Rafah is a remote and dusty city and refugee camp of sprawling concrete homes in the southernmost point of the Gaza Strip.  According to the Rafah Municipality, the total population of the area is 145,000.  Eighty-four percent of these people are refugees.62  Rafah is the poorest and one of the most devastated areas of the Palestinian-Israeli conflict.  The movement of Rafah residents is often restricted with closure of the Abu Holi/Matahen checkpoints, which cut the city from the northern half of the Gaza strip, sometimes for days without explanation.  The Mediterranean Sea is less than ten kilometers away, but access is blocked by the Gush Katif settlement bloc that runs along the coast, on top of Gaza’s best water sources.

Rafah has three overlapping areas.  The town is the original part of Rafah that existed before 1948; many neighborhoods with family names (Qishta, Sha’er) are named for lands owned by original Rafah residents.  The camp was established after 1948 to accommodate forty-one thousand refugees from what is now Israel, and is divided into alphabetical blocks (Block O, Block P, etc.).  Finally, there are two Israeli-designed housing projects, Tel al-Sultan and Brazil.

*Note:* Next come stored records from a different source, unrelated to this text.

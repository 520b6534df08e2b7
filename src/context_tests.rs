//! Compile Context Tests
//!
//! Per-run state: the name counter spans files, diagnostics read the current
//! file's source, and options load from JSON with defaults.

#[cfg(test)]
mod tests {
    use pretty_assertions::assert_eq;

    use crate::ast::{Expr, Location, Position, Stmt};
    use crate::builders::hoist_expression;
    use crate::context::{CompileContext, TransformOptions};
    use crate::diagnostics::{CodeFrameError, CodeFrameOptions};
    use crate::error::{TransformError, ERR_INVALID_OPTIONS, ERR_UNSUPPORTED_BIND_ARGUMENT};
    use crate::parse::parse_module;
    use crate::printer::print_stmt;
    use crate::resolve::get_argument_name;

    fn loc(sl: u32, sc: u32, el: u32, ec: u32) -> Location {
        Location::new(Position::new(sl, sc), Position::new(el, ec))
    }

    #[test]
    fn test_names_are_unique_across_files() {
        let mut ctx = CompileContext::default();

        ctx.begin_file("/src/a.js", "const a = 1;");
        let first = ctx.fresh_name();
        ctx.begin_file("/src/b.js", "const b = 2;");
        let second = ctx.fresh_name();
        let (decl, _) = hoist_expression(ctx.ids(), Expr::ident("x"));

        assert_eq!(first, "a");
        assert_eq!(second, "b");
        assert_eq!(print_stmt(&decl), "const c = x;");
        assert_eq!(ctx.next_id(), 3);

        let mut next_run = CompileContext::default();
        assert_eq!(next_run.fresh_name(), "a");
    }

    #[test]
    fn test_code_frame_error_uses_current_file() {
        let mut ctx = CompileContext::default();
        ctx.begin_file("/src/a.js", "first();\nsecond();");
        ctx.begin_file("/src/b.js", "let x = 1;\nlet y = bad;");

        let err = ctx.code_frame_error(&loc(2, 8, 2, 11), "unknown binding");

        assert_eq!(ctx.file().map(|p| p.to_string_lossy().into_owned()), Some("/src/b.js".to_string()));
        assert_eq!(
            err.to_string(),
            "unknown binding\n-----\n  1 | let x = 1;\n> 2 | let y = bad;\n    |         ^^^"
        );
    }

    #[test]
    fn test_unset_source_degrades_to_empty_frame() {
        let ctx = CompileContext::default();
        let err = ctx.code_frame_error(&loc(4, 2, 4, 6), "no source");
        assert_eq!(err.frame, "");
        assert_eq!(err.to_string(), "no source\n-----\n");
    }

    #[test]
    fn test_report_carries_code_and_frame() {
        let source = "const handler = 1;\nbind(2);";
        let mut ctx = CompileContext::default();
        ctx.begin_file("/src/page.js", source);

        let program = parse_module(source).unwrap();
        let Stmt::Expr(call) = &program.body[1] else {
            panic!("expected expression statement");
        };
        let Expr::Call(call) = &call.expression else {
            panic!("expected call");
        };
        let err = get_argument_name(&call.arguments[0]).unwrap_err();

        let report = ctx.report(&err);
        assert_eq!(report.code.as_deref(), Some(ERR_UNSUPPORTED_BIND_ARGUMENT));
        assert_eq!(report.location, Some(loc(2, 5, 2, 6)));
        assert!(report.frame.ends_with("> 2 | bind(2);\n    |      ^"));

        let json = serde_json::to_value(&report).unwrap();
        assert_eq!(json["code"], ERR_UNSUPPORTED_BIND_ARGUMENT);
        let back: CodeFrameError = serde_json::from_value(json).unwrap();
        assert_eq!(back, report);
    }

    #[test]
    fn test_report_without_location() {
        let ctx = CompileContext::default();
        let report = ctx.report(&TransformError::Parse {
            message: "Unexpected token".into(),
        });
        assert_eq!(report.frame, "");
        assert_eq!(report.location, None);
        assert_eq!(report.message, "parse error: Unexpected token");
    }

    // ═══════════════════════════════════════════════════════════════════════════════
    // OPTIONS
    // ═══════════════════════════════════════════════════════════════════════════════

    #[test]
    fn test_options_defaults() {
        let options = TransformOptions::from_json("{}").unwrap();
        assert_eq!(options, TransformOptions::default());
        assert_eq!(options.template_extension, "wxml");
        assert_eq!(options.script_extension, "js");
        assert_eq!(options.index_file_stem, "index");
        assert_eq!(
            options.code_frame,
            CodeFrameOptions {
                lines_above: 2,
                lines_below: 3
            }
        );
    }

    #[test]
    fn test_options_partial_code_frame() {
        let options = TransformOptions::from_json(r#"{ "codeFrame": { "linesBelow": 0 } }"#).unwrap();
        assert_eq!(options.code_frame.lines_above, 2);
        assert_eq!(options.code_frame.lines_below, 0);

        let mut ctx = CompileContext::new(options);
        ctx.begin_file("/src/a.js", "a;\nb;\nc;");
        let err = ctx.code_frame_error(&loc(2, 0, 2, 1), "here");
        assert_eq!(err.frame, "  1 | a;\n> 2 | b;\n    | ^");
    }

    #[test]
    fn test_options_with_maximal_code_frame_window() {
        let options = TransformOptions::from_json(
            r#"{ "codeFrame": { "linesAbove": 18446744073709551615, "linesBelow": 18446744073709551615 } }"#,
        )
        .unwrap();
        let mut ctx = CompileContext::new(options);
        ctx.begin_file("/src/a.js", "a;\nb;");
        let err = ctx.code_frame_error(&loc(1, 0, 1, 1), "here");
        assert_eq!(err.frame, "> 1 | a;\n    | ^\n  2 | b;");
    }

    #[test]
    fn test_invalid_options() {
        let err = TransformOptions::from_json(r#"{ "templateExtension": ".wxml" }"#).unwrap_err();
        assert_eq!(err.code(), ERR_INVALID_OPTIONS);

        let err = TransformOptions::from_json(r#"{ "templateExtension": 3 }"#).unwrap_err();
        assert!(matches!(err, TransformError::InvalidOptions(_)));
    }
}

During the first decades of the occupation, the Israeli government attempted to “thin out” the Gaza refugee camps by designing housing projects outside major camp areas.  After the mass house demolitions throughout the Gaza camps in 1971 (see below), the Israeli government built a number of housing projects to “resettle”63 displaced persons, including two near Rafah: Brazil (to the south of the camp) and Canada (in what was then Israeli-occupied Sinai).  Both were located on sites used by UN peacekeepers from those countries between 1956 and 1967.  Under the terms of the 1979 Camp David peace treaty, the residents of Canada were to be repatriated to the Gaza Strip, though the process is yet to be completed twenty years later.64  A “new” Canada housing project was later built on the Gaza side of the border in an area called Tel al-Sultan.

The extended family is still the main social unit in Rafah, and is key to understanding housing patterns.  As with other refugee camps in Gaza, population density is extremely high, with many people crowded into small living spaces.  Extended families often own clusters of houses; typically, there is a small house from earlier days in the camp, often with nothing more than an asbestos roof.  As sons start their own families, they build new homes nearby.  In many cases, families build multi-story houses, with each son starting his own family on a different floor.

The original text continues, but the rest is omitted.